- Data records:
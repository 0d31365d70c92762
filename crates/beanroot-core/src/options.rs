//! Ledger options.
//!
//! `option "key" "value"` lines end up here. Most keys are scalars: the
//! first file in resolution order that sets one decides it. A few keys
//! accumulate across every file as an ordered union; see
//! [`Options::is_accumulating`].

use rust_decimal::Decimal;
use serde::{Deserialize, Serialize};
use std::collections::BTreeMap;
use std::fmt;
use std::str::FromStr;
use thiserror::Error;

use crate::BookingMethod;

/// Options that union across files instead of overriding.
const ACCUMULATING_OPTIONS: &[&str] = &[
    "operating_currency",
    "documents",
    "include",
    "commodities",
    "plugin",
];

/// Options computed by the loader; a ledger cannot set them.
const READ_ONLY_OPTIONS: &[&str] = &[
    "filename",
    "include",
    "missing_includes",
    "commodities",
    "input_hash",
];

/// A rejected option value.
#[derive(Debug, Clone, PartialEq, Eq, Error, Serialize, Deserialize)]
pub enum OptionError {
    /// The value does not parse for this key.
    #[error("invalid value \"{value}\" for option \"{key}\": expected {expected}")]
    InvalidValue {
        /// Option name.
        key: String,
        /// Offending value.
        value: String,
        /// What would have been accepted.
        expected: String,
    },
    /// The key is computed by the loader.
    #[error("option \"{key}\" may not be set in a ledger")]
    ReadOnly {
        /// Option name.
        key: String,
    },
}

/// A plugin declared with `plugin "name" "config"`.
#[derive(Debug, Clone, PartialEq, Eq, Serialize, Deserialize)]
pub struct PluginDecl {
    /// Registered plugin name.
    pub name: String,
    /// Opaque configuration string.
    pub config: Option<String>,
}

impl fmt::Display for PluginDecl {
    fn fmt(&self, f: &mut fmt::Formatter<'_>) -> fmt::Result {
        match &self.config {
            Some(config) => write!(f, "{} ({config})", self.name),
            None => f.write_str(&self.name),
        }
    }
}

/// Whether built-in stages run before user plugins.
#[derive(Debug, Clone, Copy, PartialEq, Eq, Default, Serialize, Deserialize)]
pub enum ProcessingMode {
    /// Built-in stages, then user plugins.
    #[default]
    Default,
    /// User plugins only.
    Raw,
}

/// Aggregated ledger options.
#[derive(Debug, Clone, PartialEq, Eq, Serialize, Deserialize)]
pub struct Options {
    /// Ledger title.
    pub title: Option<String>,
    /// Root file the ledger was loaded from.
    pub filename: Option<String>,
    /// Operating currencies, for reports.
    pub operating_currency: Vec<String>,
    /// Every currency seen in the ledger text.
    pub commodities: Vec<String>,
    /// The include closure: absolute paths in resolution order, root first.
    pub include: Vec<String>,
    /// Includes that did not exist at load time.
    #[serde(default)]
    pub missing_includes: Vec<String>,
    /// User plugins in declaration order.
    pub plugin: Vec<PluginDecl>,
    /// Document directories.
    pub documents: Vec<String>,
    /// Root name of asset accounts.
    pub name_assets: String,
    /// Root name of liability accounts.
    pub name_liabilities: String,
    /// Root name of equity accounts.
    pub name_equity: String,
    /// Root name of income accounts.
    pub name_income: String,
    /// Root name of expense accounts.
    pub name_expenses: String,
    /// Account used to book opening balances.
    pub account_previous_balances: String,
    /// Default booking method for accounts that don't set one.
    pub booking_method: BookingMethod,
    /// Per-currency default tolerances; `*` applies to any currency.
    pub inferred_tolerance_default: BTreeMap<String, Decimal>,
    /// Built-in stage handling.
    pub plugin_processing_mode: ProcessingMode,
    /// Digest of the include closure's file stamps at load time.
    pub input_hash: Option<String>,
    /// Keys this engine doesn't interpret.
    pub custom: BTreeMap<String, String>,
}

impl Default for Options {
    fn default() -> Self {
        Self::new()
    }
}

impl Options {
    /// Engine defaults.
    #[must_use]
    pub fn new() -> Self {
        Self {
            title: None,
            filename: None,
            operating_currency: Vec::new(),
            commodities: Vec::new(),
            include: Vec::new(),
            missing_includes: Vec::new(),
            plugin: Vec::new(),
            documents: Vec::new(),
            name_assets: "Assets".to_string(),
            name_liabilities: "Liabilities".to_string(),
            name_equity: "Equity".to_string(),
            name_income: "Income".to_string(),
            name_expenses: "Expenses".to_string(),
            account_previous_balances: "Equity:Opening-Balances".to_string(),
            booking_method: BookingMethod::Strict,
            inferred_tolerance_default: BTreeMap::new(),
            plugin_processing_mode: ProcessingMode::Default,
            input_hash: None,
            custom: BTreeMap::new(),
        }
    }

    /// True for keys whose values union across files.
    #[must_use]
    pub fn is_accumulating(key: &str) -> bool {
        ACCUMULATING_OPTIONS.contains(&key)
    }

    /// Apply one `option` line.
    ///
    /// Accumulating keys append unless the value is already present. On
    /// error the current value is left untouched.
    pub fn set(&mut self, key: &str, value: &str) -> Result<(), OptionError> {
        if READ_ONLY_OPTIONS.contains(&key) {
            return Err(OptionError::ReadOnly {
                key: key.to_string(),
            });
        }
        let invalid = |expected: &str| OptionError::InvalidValue {
            key: key.to_string(),
            value: value.to_string(),
            expected: expected.to_string(),
        };
        match key {
            "title" => self.title = Some(value.to_string()),
            "operating_currency" => push_unique(&mut self.operating_currency, value),
            "documents" => push_unique(&mut self.documents, value),
            "plugin" => self.add_plugin(value, None),
            "name_assets" => self.name_assets = value.to_string(),
            "name_liabilities" => self.name_liabilities = value.to_string(),
            "name_equity" => self.name_equity = value.to_string(),
            "name_income" => self.name_income = value.to_string(),
            "name_expenses" => self.name_expenses = value.to_string(),
            "account_previous_balances" => self.account_previous_balances = value.to_string(),
            "booking_method" => {
                self.booking_method = value
                    .parse()
                    .map_err(|_| invalid("one of STRICT, FIFO, LIFO, HIFO, AVERAGE, NONE"))?;
            }
            "inferred_tolerance_default" => {
                let (currency, tolerance) = value
                    .split_once(':')
                    .ok_or_else(|| invalid("CURRENCY:TOLERANCE"))?;
                let tolerance =
                    Decimal::from_str(tolerance).map_err(|_| invalid("CURRENCY:TOLERANCE"))?;
                self.inferred_tolerance_default
                    .insert(currency.to_string(), tolerance);
            }
            "plugin_processing_mode" => {
                self.plugin_processing_mode = match value {
                    "default" => ProcessingMode::Default,
                    "raw" => ProcessingMode::Raw,
                    _ => return Err(invalid("\"default\" or \"raw\"")),
                };
            }
            _ => {
                self.custom.insert(key.to_string(), value.to_string());
            }
        }
        Ok(())
    }

    /// Record a declared plugin, skipping exact repeats.
    pub fn add_plugin(&mut self, name: &str, config: Option<&str>) {
        let decl = PluginDecl {
            name: name.to_string(),
            config: config.map(str::to_string),
        };
        if !self.plugin.contains(&decl) {
            self.plugin.push(decl);
        }
    }

    /// Record a currency seen in the ledger.
    pub fn add_commodity(&mut self, currency: &str) {
        push_unique(&mut self.commodities, currency);
    }

    /// Record a file of the include closure.
    pub fn add_include(&mut self, path: &str) {
        push_unique(&mut self.include, path);
    }

    /// The five root account names, in canonical order.
    #[must_use]
    pub fn account_types(&self) -> [&str; 5] {
        [
            &self.name_assets,
            &self.name_liabilities,
            &self.name_equity,
            &self.name_income,
            &self.name_expenses,
        ]
    }

    /// Tolerance to apply to `currency` when nothing more specific is known.
    #[must_use]
    pub fn default_tolerance(&self, currency: &str) -> Option<Decimal> {
        self.inferred_tolerance_default
            .get(currency)
            .or_else(|| self.inferred_tolerance_default.get("*"))
            .copied()
    }
}

fn push_unique(list: &mut Vec<String>, value: &str) {
    if !list.iter().any(|v| v == value) {
        list.push(value.to_string());
    }
}

#[cfg(test)]
mod tests {
    use super::*;
    use rust_decimal_macros::dec;

    #[test]
    fn test_defaults() {
        let opts = Options::new();
        assert_eq!(
            opts.account_types(),
            ["Assets", "Liabilities", "Equity", "Income", "Expenses"]
        );
        assert_eq!(opts.booking_method, BookingMethod::Strict);
        assert!(opts.input_hash.is_none());
    }

    #[test]
    fn test_accumulating_option_dedups() {
        let mut opts = Options::new();
        opts.set("operating_currency", "USD").unwrap();
        opts.set("operating_currency", "CAD").unwrap();
        opts.set("operating_currency", "USD").unwrap();
        assert_eq!(opts.operating_currency, vec!["USD", "CAD"]);
        assert!(Options::is_accumulating("operating_currency"));
        assert!(!Options::is_accumulating("title"));
    }

    #[test]
    fn test_invalid_booking_method_keeps_default() {
        let mut opts = Options::new();
        let err = opts.set("booking_method", "RANDOM").unwrap_err();
        assert!(matches!(err, OptionError::InvalidValue { .. }));
        assert!(err.to_string().contains("STRICT"));
        assert_eq!(opts.booking_method, BookingMethod::Strict);
    }

    #[test]
    fn test_read_only_option() {
        let mut opts = Options::new();
        assert_eq!(
            opts.set("include", "other.beancount"),
            Err(OptionError::ReadOnly {
                key: "include".to_string()
            })
        );
        assert!(opts.include.is_empty());
        assert!(opts.set("missing_includes", "later.beancount").is_err());
        assert!(opts.missing_includes.is_empty());
    }

    #[test]
    fn test_tolerance_default() {
        let mut opts = Options::new();
        opts.set("inferred_tolerance_default", "*:0.001").unwrap();
        opts.set("inferred_tolerance_default", "USD:0.01").unwrap();
        assert_eq!(opts.default_tolerance("USD"), Some(dec!(0.01)));
        assert_eq!(opts.default_tolerance("CAD"), Some(dec!(0.001)));
        assert!(opts.set("inferred_tolerance_default", "0.01").is_err());
    }

    #[test]
    fn test_unknown_option_is_kept() {
        let mut opts = Options::new();
        opts.set("fava_option", "x").unwrap();
        assert_eq!(opts.custom.get("fava_option").map(String::as_str), Some("x"));
    }

    #[test]
    fn test_plugins_keep_declaration_order() {
        let mut opts = Options::new();
        opts.add_plugin("b", None);
        opts.add_plugin("a", Some("cfg"));
        opts.add_plugin("b", None);
        let names: Vec<_> = opts.plugin.iter().map(|p| p.name.as_str()).collect();
        assert_eq!(names, vec!["b", "a"]);
    }
}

- Instructions to follow: Working through the entries above, copy every line in which "impl" is found.

- Response area:
impl fmt::Display for PluginDecl {
impl Default for Options {
impl Options {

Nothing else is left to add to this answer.